In the case of job losses, many consumers who had taken personal loans had opted for the moratorium and are looking to restructure their loans now, so that they can repay over a longer tenure.
“Around 5-8 percent of our overall loan book has gone into restructuring. We have connected with borrowers who were not able to repay loans, looked at their bank statements and offered them longer tenures,” said Kunal Varma, cofounder, Moneytap, an app-based lending platform that offers credit lines and personal loans to consumers.
Personal loans still in the green, SMEs not so much
Varma believes that those in the salaried segment, which he caters to, understand the importance of a bureau score and are keen to repay their loans. But the problem is more acute for lenders who lend to the blue-collar segment and among daily-wage earners, who might have lost their jobs in urban areas and had to migrate to their home towns and villages. Connecting with them and collecting from them could be a challenge, he felt.

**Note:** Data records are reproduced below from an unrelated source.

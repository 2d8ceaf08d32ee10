use anyhow::Result;
use serde::{Deserialize, Serialize};

#[derive(Debug, Clone, Serialize, Deserialize)]
pub struct Config {
    pub player: PlayerConfig,
    pub database: DatabaseConfig,
    pub web: WebConfig,
    pub scheduler: SchedulerConfig,
    pub remote: RemoteConfig,
}

#[derive(Debug, Clone, Serialize, Deserialize)]
pub struct PlayerConfig {
    /// Identity that scopes all packets to a specific player instance.
    pub player_name: String,
    /// Fraction of the library to keep in the discard pile. Clamped to [0, 1].
    pub dont_repeat_for: f64,
    /// Hard cap on discard pile size. `None` means no cap.
    pub max_dont_repeat_for: Option<u64>,
}

#[derive(Debug, Clone, Serialize, Deserialize)]
pub struct DatabaseConfig {
    pub url: String,
    pub max_connections: Option<u32>,
}

#[derive(Debug, Clone, Serialize, Deserialize)]
pub struct WebConfig {
    pub host: String,
    pub port: u16,
}

#[derive(Debug, Clone, Serialize, Deserialize)]
pub struct SchedulerConfig {
    /// Ticker period in milliseconds. Defaults to 250ms per the spec.
    pub tick_interval_ms: u64,
}

#[derive(Debug, Clone, Serialize, Deserialize)]
pub struct RemoteConfig {
    /// Hostnames recognized as supported remote video providers.
    pub allowed_hosts: Vec<String>,
    pub fetch_timeout_ms: u64,
    /// YouTube Data API v3 key, used to resolve exact video length.
    /// Without one, title lookup still works (via oEmbed) but length
    /// falls back to 0.
    pub youtube_api_key: Option<String>,
}

impl Default for Config {
    fn default() -> Self {
        Self {
            player: PlayerConfig {
                player_name: "default".to_string(),
                dont_repeat_for: 0.0,
                max_dont_repeat_for: None,
            },
            database: DatabaseConfig {
                url: "sqlite://./jukebox.db".to_string(),
                max_connections: Some(10),
            },
            web: WebConfig {
                host: "0.0.0.0".to_string(),
                port: 8080,
            },
            scheduler: SchedulerConfig {
                tick_interval_ms: 250,
            },
            remote: RemoteConfig {
                allowed_hosts: vec![
                    "www.youtube.com".to_string(),
                    "youtube.com".to_string(),
                    "youtu.be".to_string(),
                ],
                fetch_timeout_ms: 5_000,
                youtube_api_key: None,
            },
        }
    }
}

impl Config {
    pub fn load() -> Result<Self> {
        let config_file =
            std::env::var("CONFIG_FILE").unwrap_or_else(|_| "config.toml".to_string());

        let mut config = if std::path::Path::new(&config_file).exists() {
            let contents = std::fs::read_to_string(&config_file)?;
            toml::from_str(&contents)?
        } else {
            let default_config = Self::default();
            let contents = toml::to_string_pretty(&default_config)?;
            std::fs::write(&config_file, contents)?;
            default_config
        };

        config.player.dont_repeat_for = config.player.dont_repeat_for.clamp(0.0, 1.0);

        Ok(config)
    }
}

#[cfg(test)]
mod tests {
    use super::*;
    use std::io::Write;

    /// Writes `toml_contents` to a uniquely-named temp file, points
    /// `CONFIG_FILE` at it for the duration of `run`, then cleans both up.
    fn with_config_file<R>(toml_contents: &str, run: impl FnOnce() -> R) -> R {
        let path = std::env::temp_dir().join(format!(
            "jukebox-scheduler-test-config-{}.toml",
            fastrand::u64(..)
        ));
        let mut file = std::fs::File::create(&path).expect("create temp config file");
        file.write_all(toml_contents.as_bytes())
            .expect("write temp config file");
        drop(file);

        std::env::set_var("CONFIG_FILE", &path);
        let result = run();
        std::env::remove_var("CONFIG_FILE");
        std::fs::remove_file(&path).ok();
        result
    }

    #[test]
    fn load_clamps_out_of_range_dont_repeat_for() {
        // The original python implementation never clamped this; the spec
        // explicitly overrides that and clamps to [0, 1]. This exercises
        // the clamp as it actually runs, inside `Config::load`.
        let config = with_config_file(
            r#"
            [player]
            player_name = "default"
            dont_repeat_for = 1.7

            [database]
            url = "sqlite::memory:"

            [web]
            host = "0.0.0.0"
            port = 8080

            [scheduler]
            tick_interval_ms = 250

            [remote]
            allowed_hosts = ["www.youtube.com"]
            fetch_timeout_ms = 5000
            "#,
            || Config::load().expect("load should succeed"),
        );
        assert_eq!(config.player.dont_repeat_for, 1.0);

        let config = with_config_file(
            r#"
            [player]
            player_name = "default"
            dont_repeat_for = -0.3

            [database]
            url = "sqlite::memory:"

            [web]
            host = "0.0.0.0"
            port = 8080

            [scheduler]
            tick_interval_ms = 250

            [remote]
            allowed_hosts = ["www.youtube.com"]
            fetch_timeout_ms = 5000
            "#,
            || Config::load().expect("load should succeed"),
        );
        assert_eq!(config.player.dont_repeat_for, 0.0);
    }
}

“We look at fraud checks seriously, matching the address of the applicant. Their permanent address is recorded as well. If they cannot be found in any of the places, then those can be cases of fraud,” he said.
In the case of business loans, the tenures tend to be longer and the value given out tends to be higher as well. In India, merchants take goods on credit, sell them to their consumers, get cash, repay their loans and book the rest as profits. Now, when consumption has gone down, businesses have seen their cash flows getting disrupted.
For large-value MSME loans, recovery and collections could both be a challenge.
Abundant caution
Industry experts pointed out that from here on, the lending startups will exercise abundant caution. There are a couple of points playing out in the industry; first, there is availability of liquidity in the system; secondly, there is demand since consumers need credit to restart their lives. The repayment stress will continue well into 2021.
Also, larger, well-capitalised players might show a higher risk appetite and grab market share next year, leading to some loss in business for fintechs, who might want to conserve capital and recover existing loans.
In a report titled ‘NBFC Sector in India: A brief update post Covid’, consultancy firm Alvarez and Marsal pointed out that that 10-15 percent of the customers who opted for a moratorium could see defaults, thereby pushing up overall NPA numbers by 300-400 basis points. Around 50 percent of those who took the moratorium could opt for restructuring of their loans and lenders could see a spike in their credit costs, too, the report added.
Gold loans and credit cards see uptick
There is already a spurt in demand for gold loans, which is a secured form of personal loan. Bankers in the know pointed out that they are more comfortable giving out secured loans in the aftermath of the pandemic, given that consumers across the board could be in tough financial situations.
Another fallout could be the rise in credit cards in the market. As per the Cibil report, origination volumes in August were back to 51 percent compared to last year. This number had fallen to less than 10 percent during the pandemic, when credit card origination had almost come to a halt.
“We are doing 100 percent more transactions these days from pre-COVID levels, as consumers are looking for buy now pay later options and credit cards as their preferred choice of digital payment instrument, working in favour of a post-pandemic world,” said Rajan Bajaj, founder of Slice which is alternative to traditional credit cards for young Indians.